Linking is not the same as ahead-of-time (AOT) compilation. A runtime image generated with jlink still consists of bytecode, not native code.

Examples of whole-program optimizations are dead-code elimination, constant folding, and inlining. It’s beyond the scope of this book to describe these optimizations. Fortunately, much literature is available.1

Dead Code by Oliver Widder link:http://geek-and-poke.com/geekandpoke/2010/8/5/simply-explained-dead-code.html, CC-BY link:https://creativecommons.org/licenses/by/3.0/deed.en_US

The applicability and effectiveness of many of these optimizations hinges on the assumption that all relevant code is available at the same time. The linking phase is that time, and jlink is the tool to do so.

Using jlink

Back in “Linking Modules”, we created a custom runtime image consisting of just a helloworld module and java.base. Toward the end of Chapter 3, we created a much more interesting application: EasyText, with its multiple analyses and CLI/GUI frontends. Just as a reminder, running the GUI frontend on top of a full JDK is achieved by setting up the right module path and starting the right module:

$ java -p mods -m easytext.gui

Assuming the mods directory contains the modular JARs for EasyText, this results in the situation depicted in Figure 13-1 at run-time.

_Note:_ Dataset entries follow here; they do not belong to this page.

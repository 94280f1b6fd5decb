//! Price command implementation
//!
//! Prices a call and a put with the selected model and reports the model
//! diagnostics, the intrinsic/time value split and a put-call parity check.

use std::path::PathBuf;

use chrono::NaiveDate;
use clap::{ArgGroup, Args};
use pricer_core::math::{historical_volatility, ReturnKind};
use pricer_core::math::statistics::TRADING_DAYS_PER_YEAR;
use pricer_core::types::{
    maturity_from_dates, maturity_from_today, parse_iso_date, OptionRight, PricingParameters,
};
use pricer_pricing::mc::{MonteCarloConfig, MonteCarloModel};
use pricer_pricing::request::{
    intrinsic_and_time_value, ModelDiagnostics, ModelSelection, ParityCheck, PricingOutcome,
    PricingRequest, ValueSplit,
};
use serde::Serialize;
use tracing::{info, warn};

use crate::config::PricerConfig;
use crate::market_data::{load_closes, PriceHistory};
use crate::output::{money, percent, OutputFormat, Table};
use crate::{CliError, Result};

/// Paths shown in the table view; JSON output carries all requested paths.
const TABLE_PATHS: usize = 10;

/// Points per path shown in the table view.
const TABLE_POINTS: usize = 6;

/// Arguments of `pricer price`
#[derive(Debug, Clone, Args)]
#[command(group(ArgGroup::new("term").required(true).args(["maturity", "expiry"])))]
pub struct PriceArgs {
    /// Pricing model (bs, mc, binomial)
    #[arg(short, long, default_value = "bs")]
    pub model: String,

    /// Spot price (defaults to the last close when --prices is given)
    #[arg(long)]
    pub spot: Option<f64>,

    /// Strike price
    #[arg(short = 'k', long)]
    pub strike: f64,

    /// Time to maturity in years
    #[arg(short = 't', long)]
    pub maturity: Option<f64>,

    /// Expiry date (YYYY-MM-DD), Act/365 from the valuation date
    #[arg(short, long)]
    pub expiry: Option<String>,

    /// Valuation date for --expiry (YYYY-MM-DD, default today)
    #[arg(long, requires = "expiry")]
    pub valuation_date: Option<String>,

    /// Continuously compounded risk-free rate (decimal)
    #[arg(short, long, allow_hyphen_values = true)]
    pub rate: f64,

    /// Annualised volatility (decimal; defaults to the historical estimate with --prices)
    #[arg(long)]
    pub volatility: Option<f64>,

    /// Continuous dividend yield (decimal)
    #[arg(long = "yield", default_value_t = 0.0, allow_hyphen_values = true)]
    pub dividend_yield: f64,

    /// Time steps (Monte Carlo steps per path or lattice periods)
    #[arg(long)]
    pub steps: Option<usize>,

    /// Number of Monte Carlo paths
    #[arg(long)]
    pub paths: Option<usize>,

    /// Monte Carlo seed
    #[arg(long)]
    pub seed: Option<u64>,

    /// Exercise style for the lattice (european, american)
    #[arg(long)]
    pub style: Option<String>,

    /// Monte Carlo discounting (discounted, undiscounted)
    #[arg(long)]
    pub discounting: Option<String>,

    /// CSV file of closing prices
    #[arg(long)]
    pub prices: Option<PathBuf>,

    /// Price column in the CSV file
    #[arg(long, default_value = "Close")]
    pub column: String,

    /// Number of simulated paths to print (Monte Carlo only)
    #[arg(long)]
    pub show_paths: Option<usize>,

    /// Output format (table, json)
    #[arg(short, long, default_value = "table")]
    pub format: String,
}

/// Maturity resolved from the command line.
#[derive(Debug, Clone, Copy, PartialEq)]
struct Term {
    years: f64,
    days: Option<i64>,
    expiry: Option<NaiveDate>,
}

#[derive(Debug, Serialize)]
struct PathsReport {
    times: Vec<f64>,
    values: Vec<Vec<f64>>,
}

#[derive(Debug, Serialize)]
struct PriceReport {
    model: &'static str,
    label: String,
    spot: f64,
    strike: f64,
    maturity_years: f64,
    #[serde(skip_serializing_if = "Option::is_none")]
    days_to_maturity: Option<i64>,
    #[serde(skip_serializing_if = "Option::is_none")]
    expiry: Option<NaiveDate>,
    rate: f64,
    dividend_yield: f64,
    volatility: f64,
    volatility_source: &'static str,
    call: f64,
    put: f64,
    call_value: ValueSplit,
    put_value: ValueSplit,
    parity: ParityCheck,
    diagnostics: ModelDiagnostics,
    #[serde(skip_serializing_if = "Option::is_none")]
    paths: Option<PathsReport>,
}

/// Run the price command
pub fn run(args: &PriceArgs, config: &PricerConfig) -> Result<()> {
    let format: OutputFormat = args.format.parse()?;

    let history = args
        .prices
        .as_deref()
        .map(|path| load_closes(path, &args.column))
        .transpose()?;

    let spot = resolve_spot(args.spot, history.as_ref())?;
    let (volatility, volatility_source) = resolve_volatility(args.volatility, history.as_ref())?;
    let term = resolve_term(args)?;

    let params = PricingParameters::new(
        spot,
        term.years,
        args.rate,
        args.dividend_yield,
        volatility,
    )?;
    let model = select_model(args, config)?;

    info!("Starting pricing...");
    info!(
        model = model.tag(),
        spot,
        strike = args.strike,
        maturity = term.years,
        rate = args.rate,
        volatility,
        "Pricing request"
    );

    let outcome = PricingRequest::new(params, args.strike, model).price()?;
    let paths = simulated_paths(args, &params, &model)?;

    let report = build_report(&params, args.strike, term, &model, &outcome, volatility_source, paths);

    match format {
        OutputFormat::Table => print!("{}", render_table(&report)),
        OutputFormat::Json => println!("{}", serde_json::to_string_pretty(&report)?),
    }

    info!("Pricing complete");
    Ok(())
}

fn resolve_spot(spot: Option<f64>, history: Option<&PriceHistory>) -> Result<f64> {
    match (spot, history) {
        (Some(spot), _) => Ok(spot),
        (None, Some(history)) => history.last_close().ok_or_else(|| {
            CliError::InvalidArgument("price file contains no closing prices".to_string())
        }),
        (None, None) => Err(CliError::InvalidArgument(
            "--spot is required unless --prices is given".to_string(),
        )),
    }
}

fn resolve_volatility(
    volatility: Option<f64>,
    history: Option<&PriceHistory>,
) -> Result<(f64, &'static str)> {
    match (volatility, history) {
        (Some(vol), _) => Ok((vol, "input")),
        (None, Some(history)) => {
            let vol = historical_volatility(
                &history.closes,
                ReturnKind::Simple,
                TRADING_DAYS_PER_YEAR,
            )?;
            info!(volatility = vol, observations = history.closes.len(), "Historical volatility");
            Ok((vol, "historical"))
        }
        (None, None) => Err(CliError::InvalidArgument(
            "--volatility is required unless --prices is given".to_string(),
        )),
    }
}

fn resolve_term(args: &PriceArgs) -> Result<Term> {
    match (args.maturity, args.expiry.as_deref()) {
        (Some(years), None) => Ok(Term {
            years,
            days: None,
            expiry: None,
        }),
        (None, Some(expiry)) => {
            let expiry = parse_iso_date(expiry)?;
            let maturity = match args.valuation_date.as_deref() {
                Some(valuation) => maturity_from_dates(parse_iso_date(valuation)?, expiry),
                None => maturity_from_today(expiry),
            };
            if maturity.days < 1 {
                warn!(
                    days = maturity.days,
                    "Expiry is not after the valuation date; maturity floored to one day"
                );
            }
            Ok(Term {
                years: maturity.years,
                days: Some(maturity.days),
                expiry: Some(expiry),
            })
        }
        _ => Err(CliError::InvalidArgument(
            "exactly one of --maturity or --expiry is required".to_string(),
        )),
    }
}

fn select_model(args: &PriceArgs, config: &PricerConfig) -> Result<ModelSelection> {
    let model = match args.model.parse::<ModelSelection>()? {
        ModelSelection::BlackScholes => {
            if args.steps.is_some() || args.paths.is_some() || args.style.is_some() {
                warn!("--steps, --paths and --style are ignored by the closed-form model");
            }
            ModelSelection::BlackScholes
        }
        ModelSelection::MonteCarlo { .. } => {
            if args.style.is_some() {
                warn!("--style is ignored by Monte Carlo; European exercise is assumed");
            }
            let discounting = match args.discounting.as_deref() {
                Some(text) => text.parse()?,
                None => config.monte_carlo.discounting,
            };
            let mc = MonteCarloConfig::builder()
                .n_paths(args.paths.unwrap_or(config.monte_carlo.n_paths))
                .n_steps(args.steps.unwrap_or(config.monte_carlo.n_steps))
                .seed(args.seed.unwrap_or(config.monte_carlo.seed))
                .discounting(discounting)
                .build()?;
            ModelSelection::monte_carlo(&mc)
        }
        ModelSelection::Binomial { .. } => {
            if args.paths.is_some() || args.seed.is_some() {
                warn!("--paths and --seed are ignored by the binomial model");
            }
            let style = match args.style.as_deref() {
                Some(text) => text.parse()?,
                None => config.lattice.style,
            };
            ModelSelection::Binomial {
                n_periods: args.steps.unwrap_or(config.lattice.n_periods),
                style,
            }
        }
    };
    Ok(model)
}

fn simulated_paths(
    args: &PriceArgs,
    params: &PricingParameters,
    model: &ModelSelection,
) -> Result<Option<PathsReport>> {
    let n_show = match args.show_paths {
        Some(n) if n > 0 => n,
        _ => return Ok(None),
    };

    let ModelSelection::MonteCarlo {
        n_steps,
        n_paths,
        seed,
        discounting,
    } = *model
    else {
        warn!("--show-paths only applies to the Monte Carlo model");
        return Ok(None);
    };

    let config = MonteCarloConfig::builder()
        .n_steps(n_steps)
        .n_paths(n_paths)
        .seed(seed)
        .discounting(discounting)
        .build()?;
    let paths = MonteCarloModel::new(*params, config)?.simulate_paths(n_show)?;

    Ok(Some(PathsReport {
        times: paths.times(),
        values: paths.iter().map(<[f64]>::to_vec).collect(),
    }))
}

fn build_report(
    params: &PricingParameters,
    strike: f64,
    term: Term,
    model: &ModelSelection,
    outcome: &PricingOutcome,
    volatility_source: &'static str,
    paths: Option<PathsReport>,
) -> PriceReport {
    let spot = params.spot();
    PriceReport {
        model: model.tag(),
        label: model.label(),
        spot,
        strike,
        maturity_years: params.maturity(),
        days_to_maturity: term.days,
        expiry: term.expiry,
        rate: params.rate(),
        dividend_yield: params.dividend_yield(),
        volatility: params.volatility(),
        volatility_source,
        call: outcome.call,
        put: outcome.put,
        call_value: intrinsic_and_time_value(spot, strike, outcome.call, OptionRight::Call),
        put_value: intrinsic_and_time_value(spot, strike, outcome.put, OptionRight::Put),
        parity: outcome.parity_check(params, strike),
        diagnostics: outcome.diagnostics,
        paths,
    }
}

fn render_table(report: &PriceReport) -> String {
    let mut inputs = Table::new(report.label.clone());
    inputs
        .row("Spot Price S0", money(report.spot))
        .row("Strike K", money(report.strike));
    if let Some(days) = report.days_to_maturity {
        inputs.row("Days to Maturity", days.to_string());
    }
    inputs
        .row("T (years)", format!("{:.6}", report.maturity_years))
        .row("Risk-Free Rate r", percent(report.rate))
        .row("Dividend Yield c", percent(report.dividend_yield))
        .row(
            format!("Volatility σ ({})", report.volatility_source),
            percent(report.volatility),
        );

    match report.diagnostics {
        ModelDiagnostics::ClosedForm {
            d1,
            d2,
            call_greeks,
            put_greeks,
        } => {
            inputs
                .row("d₁", format!("{:.6}", d1))
                .row("d₂", format!("{:.6}", d2));
            for (name, g) in [("Call", call_greeks), ("Put", put_greeks)] {
                inputs
                    .row(format!("{} Delta", name), format!("{:.6}", g.delta))
                    .row(format!("{} Gamma", name), format!("{:.6}", g.gamma))
                    .row(format!("{} Vega", name), format!("{:.6}", g.vega))
                    .row(format!("{} Theta", name), format!("{:.6}", g.theta))
                    .row(format!("{} Rho", name), format!("{:.6}", g.rho));
            }
        }
        ModelDiagnostics::Lattice {
            up,
            down,
            q,
            delta_t,
            n_periods,
            style,
        } => {
            inputs
                .row("Option Style", style.to_string())
                .row("Time Steps N", n_periods.to_string())
                .row("Up Factor u", format!("{:.6}", up))
                .row("Down Factor d", format!("{:.6}", down))
                .row("Risk-Neutral q", format!("{:.6}", q))
                .row("Δt", format!("{:.8}", delta_t));
        }
        ModelDiagnostics::MonteCarlo {
            n_paths,
            n_steps,
            seed,
            call_std_error,
            put_std_error,
            discounting,
        } => {
            inputs
                .row("Simulations", n_paths.to_string())
                .row("Steps per path", n_steps.to_string())
                .row("Random seed", seed.to_string())
                .row("Discounting", discounting.to_string())
                .row("Call std error", format!("{:.6}", call_std_error))
                .row("Put std error", format!("{:.6}", put_std_error));
        }
    }

    let mut prices = Table::new("Prices");
    prices
        .row("Call Price", money(report.call))
        .row("  intrinsic", money(report.call_value.intrinsic))
        .row("  time value", money(report.call_value.time_value))
        .row("Put Price", money(report.put))
        .row("  intrinsic", money(report.put_value.intrinsic))
        .row("  time value", money(report.put_value.time_value))
        .row("C - P", format!("{:.6}", report.parity.lhs))
        .row("S·e^(-cT) - K·e^(-rT)", format!("{:.6}", report.parity.rhs))
        .row("Parity error", format!("{:.2e}", report.parity.abs_error));

    let mut out = inputs.render();
    out.push_str(&prices.render());
    if let Some(paths) = &report.paths {
        out.push_str(&render_paths(paths));
    }
    out
}

fn render_paths(paths: &PathsReport) -> String {
    let n_points = paths.times.len();
    let stride = ((n_points - 1) / (TABLE_POINTS - 1)).max(1);
    let mut columns: Vec<usize> = (0..n_points).step_by(stride).collect();
    if columns.last() != Some(&(n_points - 1)) {
        columns.push(n_points - 1);
    }

    let mut out = String::from("\nSimulated paths (t in years)\n");
    out.push_str(&format!("{:>6}", "path"));
    for &c in &columns {
        out.push_str(&format!(" {:>10.4}", paths.times[c]));
    }
    out.push('\n');
    for (i, path) in paths.values.iter().take(TABLE_PATHS).enumerate() {
        out.push_str(&format!("{:>6}", i));
        for &c in &columns {
            out.push_str(&format!(" {:>10.4}", path[c]));
        }
        out.push('\n');
    }
    if paths.values.len() > TABLE_PATHS {
        out.push_str(&format!(
            "... {} more (use --format json for all paths)\n",
            paths.values.len() - TABLE_PATHS
        ));
    }
    out
}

Modules resolved at run-time when running `easytext.gui`. Greyed out modules are available in the JDK, but not resolved.
Figure 13-1. Modules resolved at run-time when running easytext.gui. Grayed-out modules are available in the JDK but not resolved.

At JVM startup, the module graph is constructed. Starting with the root module easytext.gui, all dependencies are recursively resolved. Both application modules and platform modules are part of the resolved module graph. However, as Figure 13-1 shows, many more platform modules are available in the JDK than strictly necessary for this application. The grayed-out modules are only the tip of the iceberg, because about 90 platform modules exist. Only nine of them are necessary to run easytext.gui with its JavaFX UI.

Let’s get rid of this dead weight by creating a custom runtime image for EasyText. The first choice we must make is, what exactly should be part of the image? Just the GUI, just the CLI, or both? You could create multiple images targeting distinct groups of users of your application. There’s no general right or wrong answer to this question. Linking is explicitly composing modules together into a coherent whole.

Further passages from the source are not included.